Всю свою недлинную горемычную жизнь Петька Клоун вызывал у врачей подозрение в симуляции, даже когда он действительно болел. Уж слишком часто он притворялся больным, чтоб не идти на работу. Так он поступал в тюрьме, куда регулярно попадал за мелкое воровство, так он поступал и на воле. Самые счастливые дни в его жизни были, когда ему удавалось надуть врача и получить бюллетень.
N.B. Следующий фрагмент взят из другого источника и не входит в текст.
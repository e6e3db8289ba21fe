//! Entity-Component implementation
//!
//! Entities own a transform, an optional physics body and an ordered list of
//! components. Components carry behavior through lifecycle hooks that the
//! engine calls from its two loop clocks.

pub mod commands;
pub mod component;
pub mod components;
pub mod context;
pub mod entity;
pub mod timers;
pub mod world;

pub use commands::{Command, CommandQueue};
pub use component::{AsAny, Component, ComponentError, ComponentId, ComponentKind};
pub use components::{MeshComponent, Transform};
pub use context::Context;
pub use entity::{Entity, EntityId};
pub use timers::{Cooldown, TimerEntry, TimerId, TimerTable, TimerTag};
pub use world::World;
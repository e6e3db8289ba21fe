//! Per-frame data handed to the render backend
//!
//! The engine builds one [`FrameSnapshot`] per variable tick: the camera,
//! every drawable instance contributed by components, and the HUD text.

use std::sync::Arc;
use std::time::Duration;

use crate::ecs::{EntityId, Transform};
use crate::render::{Camera, Material, MeshData};

/// One drawable mesh placed in the world
#[derive(Debug, Clone)]
pub struct RenderInstance {
    /// Entity the instance belongs to
    pub entity: EntityId,
    /// Geometry
    pub mesh: Arc<MeshData>,
    /// Materials, applied to primitives in order
    pub materials: Vec<Material>,
    /// World transform
    pub transform: Transform,
    /// Whether the instance casts shadows
    pub cast_shadows: bool,
    /// Whether the instance receives shadows
    pub receive_shadows: bool,
}

/// Everything a renderer needs for one frame
#[derive(Debug, Clone, Default)]
pub struct FrameSnapshot {
    /// Variable tick counter
    pub frame: u64,
    /// Engine time when the frame was built
    pub time: Duration,
    /// Active camera, `None` until the application sets one
    pub camera: Option<Camera>,
    /// Drawable instances
    pub instances: Vec<RenderInstance>,
    /// HUD sinks as (name, text)
    pub hud: Vec<(String, String)>,
}

impl FrameSnapshot {
    /// Empty snapshot for a frame
    pub fn new(frame: u64, time: Duration, camera: Option<Camera>) -> Self {
        Self {
            frame,
            time,
            camera,
            instances: Vec::new(),
            hud: Vec::new(),
        }
    }

    /// Add a drawable instance
    pub fn push_instance(&mut self, instance: RenderInstance) {
        self.instances.push(instance);
    }

    /// Instances belonging to an entity
    pub fn instances_of(&self, entity: EntityId) -> impl Iterator<Item = &RenderInstance> {
        self.instances.iter().filter(move |i| i.entity == entity)
    }

    /// Text of a HUD sink in this frame
    pub fn hud_text(&self, sink: &str) -> Option<&str> {
        self.hud
            .iter()
            .find(|(name, _)| name == sink)
            .map(|(_, text)| text.as_str())
    }
}
//! Time management utilities
//!
//! The engine never reads the wall clock directly: every tick asks a
//! [`TimeSource`] for the current monotonic time. Hosts use [`SystemClock`];
//! tests drive a [`ManualClock`] by hand.

use std::sync::atomic::{AtomicU64, Ordering};
use std::sync::Arc;
use std::time::{Duration, Instant};

/// Monotonic time source, measured from an arbitrary origin
pub trait TimeSource {
    /// Current time since the source's origin
    fn now(&self) -> Duration;
}

/// Wall-clock time source backed by [`Instant`]
#[derive(Debug, Clone, Copy)]
pub struct SystemClock {
    origin: Instant,
}

impl SystemClock {
    /// Create a clock whose origin is now
    pub fn new() -> Self {
        Self { origin: Instant::now() }
    }
}

impl Default for SystemClock {
    fn default() -> Self {
        Self::new()
    }
}

impl TimeSource for SystemClock {
    fn now(&self) -> Duration {
        self.origin.elapsed()
    }
}

/// Manually advanced time source
///
/// Clones share the same underlying time, so a test can keep one handle
/// while the engine owns another.
#[derive(Debug, Clone, Default)]
pub struct ManualClock {
    micros: Arc<AtomicU64>,
}

impl ManualClock {
    /// Create a clock at time zero
    pub fn new() -> Self {
        Self::default()
    }

    /// Move time forward
    pub fn advance(&self, by: Duration) {
        let micros = u64::try_from(by.as_micros()).unwrap_or(u64::MAX);
        self.micros.fetch_add(micros, Ordering::SeqCst);
    }

    /// Move time forward by a number of milliseconds
    pub fn advance_millis(&self, millis: u64) {
        self.advance(Duration::from_millis(millis));
    }
}

impl TimeSource for ManualClock {
    fn now(&self) -> Duration {
        Duration::from_micros(self.micros.load(Ordering::SeqCst))
    }
}

/// Frame timer producing the variable-loop delta
pub struct Timer {
    last_frame: Option<Duration>,
    delta_time: f32,
    total_time: f32,
    frame_count: u64,
}

impl Default for Timer {
    fn default() -> Self {
        Self::new()
    }
}

impl Timer {
    /// Create a new timer
    pub fn new() -> Self {
        Self {
            last_frame: None,
            delta_time: 0.0,
            total_time: 0.0,
            frame_count: 0,
        }
    }

    /// Restart measurement from `now` without producing a delta
    pub fn reset(&mut self, now: Duration) {
        self.last_frame = Some(now);
        self.delta_time = 0.0;
    }

    /// Record a frame at `now` and return the seconds since the previous one
    pub fn tick(&mut self, now: Duration) -> f32 {
        let elapsed = self
            .last_frame
            .map_or(Duration::ZERO, |last| now.saturating_sub(last));
        self.delta_time = elapsed.as_secs_f32();
        self.total_time += self.delta_time;
        self.last_frame = Some(now);
        self.frame_count += 1;
        self.delta_time
    }

    /// Get the time since the last frame in seconds
    pub fn delta_time(&self) -> f32 {
        self.delta_time
    }

    /// Get the total measured time
    pub fn total_time(&self) -> f32 {
        self.total_time
    }

    /// Get the current frame count
    pub fn frame_count(&self) -> u64 {
        self.frame_count
    }
}

/// Frames-per-second counter averaged over one-second windows
#[derive(Debug, Default)]
pub struct FpsCounter {
    window_start: Option<Duration>,
    frames_in_window: u32,
    fps: f32,
}

impl FpsCounter {
    /// Create a counter with no samples
    pub fn new() -> Self {
        Self::default()
    }

    /// Count one frame at `now`; returns the new value when a window closes
    pub fn frame(&mut self, now: Duration) -> Option<f32> {
        let Some(start) = self.window_start else {
            self.window_start = Some(now);
            return None;
        };
        self.frames_in_window += 1;

        let elapsed = now.saturating_sub(start);
        if elapsed >= Duration::from_secs(1) {
            #[allow(clippy::cast_precision_loss)]
            let frames = self.frames_in_window as f32;
            self.fps = frames / elapsed.as_secs_f32();
            self.frames_in_window = 0;
            self.window_start = Some(now);
            Some(self.fps)
        } else {
            None
        }
    }

    /// Most recent measurement
    pub fn fps(&self) -> f32 {
        self.fps
    }
}
//! Foundation module - Core utilities and types
//!
//! This module provides fundamental utilities used throughout the engine:
//! - Math types and Euler/quaternion conversion
//! - Time sources and frame timing
//! - Logging utilities

pub mod math;
pub mod time;
pub mod logging;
Отпуска он никогда в жизни не имел, так как дольше полугода на одном месте не работал.
Только неделю назад Александра Прокофьевна поймала его на том, что он «взбил» градусник. К несчастью для себя, Петька переусердствовал и поднял ртуть до сорока двух и двух десятых. Докторша его пристыдила, но это на него не подействовало. Если он и был огорчен, то лишь тем, что не удалось увильнуть от работы.
Теперь Петька жаловался на страшную боль в ноге и даже стонал, закатывая глаза какого-то неопределенного оловянного цвета. Парню 23 года, но у глаз и рта, как паутина, уже разбегались морщинки. У него было круглое веснушчатое лицо, унылые глаза, бесцветные брови и ресницы, большой лягушачий рот и огромные уши. Но все его хлипкое, тщедушное тело ходило ходуном, будто оно было на шарнирах. Мимика у него была бесподобная. Никто не умел строить таких забавных гримас, как Петька Клоун. В детстве он кривлялся на потеху мальчишкам с их улицы (он был родом из Одессы), потом смешил везде: в камере, в бараке, в общежитии, на вокзале. Это он любил!